Goal of the exercise
What is needed is an exact copy of all the records below.

Input for this task
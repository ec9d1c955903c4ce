// SPDX-License-Identifier: BUSL-1.1
// Copyright (c) 2026 Alfred Jean LLC

// Allow panic!/unwrap/expect in test code
#![cfg_attr(test, allow(clippy::panic))]
#![cfg_attr(test, allow(clippy::unwrap_used))]
#![cfg_attr(test, allow(clippy::expect_used))]

//! authd-core: shared types with no I/O.
//!
//! Everything here is reused by every other crate in the workspace: the
//! request/connection id vocabulary, the clock abstraction used to make
//! timers and delays testable, and the small enums (`Verdict`,
//! `CredentialKind`, `MechFlags`) that describe the outcome of an
//! authentication attempt without tying any crate to how that outcome was
//! produced.

pub mod clock;
pub mod flags;
pub mod ids;
pub mod verdict;

pub use clock::{Clock, FakeClock, SystemClock};
pub use flags::MechFlags;
pub use ids::{ConnectionId, ConnectionIdGen, RequestId, WorkerTag, WorkerTagGen};
pub use verdict::{CredentialKind, Verdict};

Your response
repository ec9d1c955903c4ce
// SPDX-License-Identifier: BUSL-1.1
// Copyright (c) 2026 Alfred Jean LLC

// Allow panic!/unwrap/expect in test code
#![cfg_attr(test, allow(clippy::panic))]
#![cfg_attr(test, allow(clippy::unwrap_used))]
#![cfg_attr(test, allow(clippy::expect_used))]

//! authd-core: shared types with no I/O.
//!
//! Everything here is reused by every other crate in the workspace: the
//! request/connection id vocabulary, the clock abstraction used to make
//! timers and delays testable, and the small enums (`Verdict`,
//! `CredentialKind`, `MechFlags`) that describe the outcome of an
//! authentication attempt without tying any crate to how that outcome was
//! produced.

pub mod clock;
pub mod flags;
pub mod ids;
pub mod verdict;

pub use clock::{Clock, FakeClock, SystemClock};
pub use flags::MechFlags;
pub use ids::{ConnectionId, ConnectionIdGen, RequestId, WorkerTag, WorkerTagGen};
pub use verdict::{CredentialKind, Verdict};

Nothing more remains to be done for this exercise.